Action item: Repeat each line of the listing exactly as written.
======== Records for the task
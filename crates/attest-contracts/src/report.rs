//! The verification report: the terminal artifact of one run.
//!
//! Field names and nesting match the JSON shape the trust ledger and its
//! consumers expect (camelCase, `details.dataQuality`, …).

use serde::{Deserialize, Serialize};

use crate::{
    check::{BiasVerdict, QualityReport},
    identity::Digest,
};

/// A signed-off verification outcome for one dataset.
///
/// Created once per run by the report assembler and never mutated.
#[derive(Debug, Clone, PartialEq, Eq, Serialize, Deserialize)]
#[serde(rename_all = "camelCase")]
pub struct VerificationReport {
    /// Content identity of the dataset.
    pub dataset_hash: Digest,
    /// Seal over the quality and PII fields only.
    pub verification_hash: Digest,
    pub is_verified: bool,
    /// Always within the scoring policy's `[floor, 100]`.
    pub quality_score: i32,
    /// Pointer to the externally stored analysis artifact.
    pub analysis_report: String,
    pub details: ReportDetails,
}

/// The full check result set, as written into the report.
#[derive(Debug, Clone, PartialEq, Eq, Serialize, Deserialize)]
#[serde(rename_all = "camelCase")]
pub struct ReportDetails {
    pub data_quality: QualityReport,
    pub pii_detected: bool,
    /// Either the claimed category or `"Unknown"`.
    pub relevance: String,
    pub is_duplicate: bool,
    pub bias: BiasVerdict,
}
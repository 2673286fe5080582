//! # attest-ledger
//!
//! Records verification reports on the external trust ledger.
//!
//! - [`LedgerSubmitter`] validates a report against the bundled JSON Schema,
//!   then submits it with bounded retry and a bounded confirmation wait.
//! - [`HttpLedgerClient`] talks to a ledger gateway over HTTP.
//! - [`InMemoryLedger`] is an append-only in-process ledger with fault
//!   injection.
//!
//! ```rust,ignore
//! use attest_ledger::{InMemoryLedger, LedgerSubmitter, RetryPolicy};
//!
//! let submitter = LedgerSubmitter::new(Arc::new(InMemoryLedger::new()), RetryPolicy::default())?;
//! let receipt = submitter.submit(&report)?;
//! ```

pub mod http;
pub mod memory;
pub mod schema;
pub mod submitter;

pub use http::HttpLedgerClient;
pub use memory::{InMemoryLedger, SubmitFault};
pub use schema::ReportSchema;
pub use submitter::{LedgerSubmitter, RetryPolicy};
================
Output of the exercise:
filename crates/attest-contracts/src/report.rs
//! The verification report: the terminal artifact of one run.
//!
//! Field names and nesting match the JSON shape the trust ledger and its
//! consumers expect (camelCase, `details.dataQuality`, …).

use serde::{Deserialize, Serialize};

use crate::{
    check::{BiasVerdict, QualityReport},
    identity::Digest,
};

/// A signed-off verification outcome for one dataset.
///
/// Created once per run by the report assembler and never mutated.
#[derive(Debug, Clone, PartialEq, Eq, Serialize, Deserialize)]
#[serde(rename_all = "camelCase")]
pub struct VerificationReport {
    /// Content identity of the dataset.
    pub dataset_hash: Digest,
    /// Seal over the quality and PII fields only.
    pub verification_hash: Digest,
    pub is_verified: bool,
    /// Always within the scoring policy's `[floor, 100]`.
    pub quality_score: i32,
    /// Pointer to the externally stored analysis artifact.
    pub analysis_report: String,
    pub details: ReportDetails,
}

/// The full check result set, as written into the report.
#[derive(Debug, Clone, PartialEq, Eq, Serialize, Deserialize)]
#[serde(rename_all = "camelCase")]
pub struct ReportDetails {
    pub data_quality: QualityReport,
    pub pii_detected: bool,
    /// Either the claimed category or `"Unknown"`.
    pub relevance: String,
    pub is_duplicate: bool,
    pub bias: BiasVerdict,
}
repository 2673286fe5080582
//! # attest-ledger
//!
//! Records verification reports on the external trust ledger.
//!
//! - [`LedgerSubmitter`] validates a report against the bundled JSON Schema,
//!   then submits it with bounded retry and a bounded confirmation wait.
//! - [`HttpLedgerClient`] talks to a ledger gateway over HTTP.
//! - [`InMemoryLedger`] is an append-only in-process ledger with fault
//!   injection.
//!
//! ```rust,ignore
//! use attest_ledger::{InMemoryLedger, LedgerSubmitter, RetryPolicy};
//!
//! let submitter = LedgerSubmitter::new(Arc::new(InMemoryLedger::new()), RetryPolicy::default())?;
//! let receipt = submitter.submit(&report)?;
//! ```

pub mod http;
pub mod memory;
pub mod schema;
pub mod submitter;

pub use http::HttpLedgerClient;
pub use memory::{InMemoryLedger, SubmitFault};
pub use schema::ReportSchema;
pub use submitter::{LedgerSubmitter, RetryPolicy};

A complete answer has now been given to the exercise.